Enfin, la crise actuelle des marchés financiers ne fait que montrer les limites du libéralisme, même si pour l’instant, aucune instance politique n’a encore osé le dire. C’est un grand risque pour tout le système économique. Et c’est bien pour cela que l’Union Européenne et que les Etats-Unis, et enfin la Confédération ces derniers jours « recapitalisent » en masse leurs banque. On privatise quand tout va bien, et l’état paie quand tout va mal, sous peine de voir le château de cartes s’effondrer.
Ainsi pour sauver les meubles, les états paient les pots cassés, et les paient cher! Pour la confédération, ce ne sont pas moins de 6 milliards qui sont injectés directement dans l’UBS, auxquels s’ajoutent 68.2 milliards d’actifs « toxiques » qui seront rachetés par une société contrôlée par la BNS.
Nous avons ici bel et bien la preuve, qu’en matière de financement, la seule chose déterminante c’est la volonté politique. Si le système financier est en danger, on n’a aucune peine à « trouver » une quantité de milliards rapidement.
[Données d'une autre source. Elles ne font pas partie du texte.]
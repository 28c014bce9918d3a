use crossterm::event::{KeyCode, KeyEvent, KeyModifiers};

use crate::tui::app::App;
use crate::util::unicode;

/// Normalize Shift+letter from terminals using the kitty keyboard protocol,
/// which report `Char('g') + SHIFT` instead of `Char('G')`.
pub(super) fn normalize_key(mut key: KeyEvent) -> KeyEvent {
    if let KeyCode::Char(c) = key.code
        && key.modifiers.contains(KeyModifiers::SHIFT)
        && c.is_ascii_lowercase()
    {
        key.code = KeyCode::Char(c.to_ascii_uppercase());
    }
    key
}

/// Move the list cursor by `delta` rows, clamped to the visible rows.
pub(super) fn move_cursor(app: &mut App, delta: i32) {
    let count = app.manager.filtered_tasks().len();
    if count == 0 {
        app.cursor = 0;
        return;
    }
    let new_cursor = (app.cursor as i32 + delta).clamp(0, count as i32 - 1);
    app.cursor = new_cursor as usize;
}

pub(super) fn jump_to_bottom(app: &mut App) {
    app.cursor = app.manager.filtered_tasks().len().saturating_sub(1);
}

/// Single-line editing keys shared by the add, edit and search prompts.
/// Returns false when the key is not an editing key.
pub(super) fn edit_line(app: &mut App, key: KeyEvent) -> bool {
    let m = key.modifiers;
    match key.code {
        KeyCode::Left if m.contains(KeyModifiers::ALT) => {
            app.edit_cursor = unicode::word_boundary_left(&app.edit_buffer, app.edit_cursor);
        }
        KeyCode::Right if m.contains(KeyModifiers::ALT) => {
            app.edit_cursor = unicode::word_boundary_right(&app.edit_buffer, app.edit_cursor);
        }
        KeyCode::Left => {
            if let Some(prev) = unicode::prev_grapheme_boundary(&app.edit_buffer, app.edit_cursor) {
                app.edit_cursor = prev;
            }
        }
        KeyCode::Right => {
            if let Some(next) = unicode::next_grapheme_boundary(&app.edit_buffer, app.edit_cursor) {
                app.edit_cursor = next;
            }
        }
        KeyCode::Home => app.edit_cursor = 0,
        KeyCode::End => app.edit_cursor = app.edit_buffer.len(),
        // Word backspace (Alt or Ctrl)
        KeyCode::Backspace
            if m.contains(KeyModifiers::ALT) || m.contains(KeyModifiers::CONTROL) =>
        {
            let new_pos = unicode::word_boundary_left(&app.edit_buffer, app.edit_cursor);
            app.edit_buffer.drain(new_pos..app.edit_cursor);
            app.edit_cursor = new_pos;
        }
        KeyCode::Backspace => {
            if let Some(prev) = unicode::prev_grapheme_boundary(&app.edit_buffer, app.edit_cursor) {
                app.edit_buffer.drain(prev..app.edit_cursor);
                app.edit_cursor = prev;
            }
        }
        KeyCode::Delete => {
            if let Some(next) = unicode::next_grapheme_boundary(&app.edit_buffer, app.edit_cursor) {
                app.edit_buffer.drain(app.edit_cursor..next);
            }
        }
        KeyCode::Char(c) if !m.contains(KeyModifiers::CONTROL) && !m.contains(KeyModifiers::ALT) => {
            app.edit_buffer.insert(app.edit_cursor, c);
            app.edit_cursor += c.len_utf8();
        }
        _ => return false,
    }
    true
}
Quand il s’agit d’assurer une retraite digne dès l’âge de 62 ans pour les personnes qui gagnent moins de 120′000 francs par an, et qui le plus souvent occupent des postes usant physiquement, on nous rétorque qu’une somme de moins d’un seul de ces milliard ne peut pas être débloquée.
A moins que le peuple n’en décide autrement le 30 novembre…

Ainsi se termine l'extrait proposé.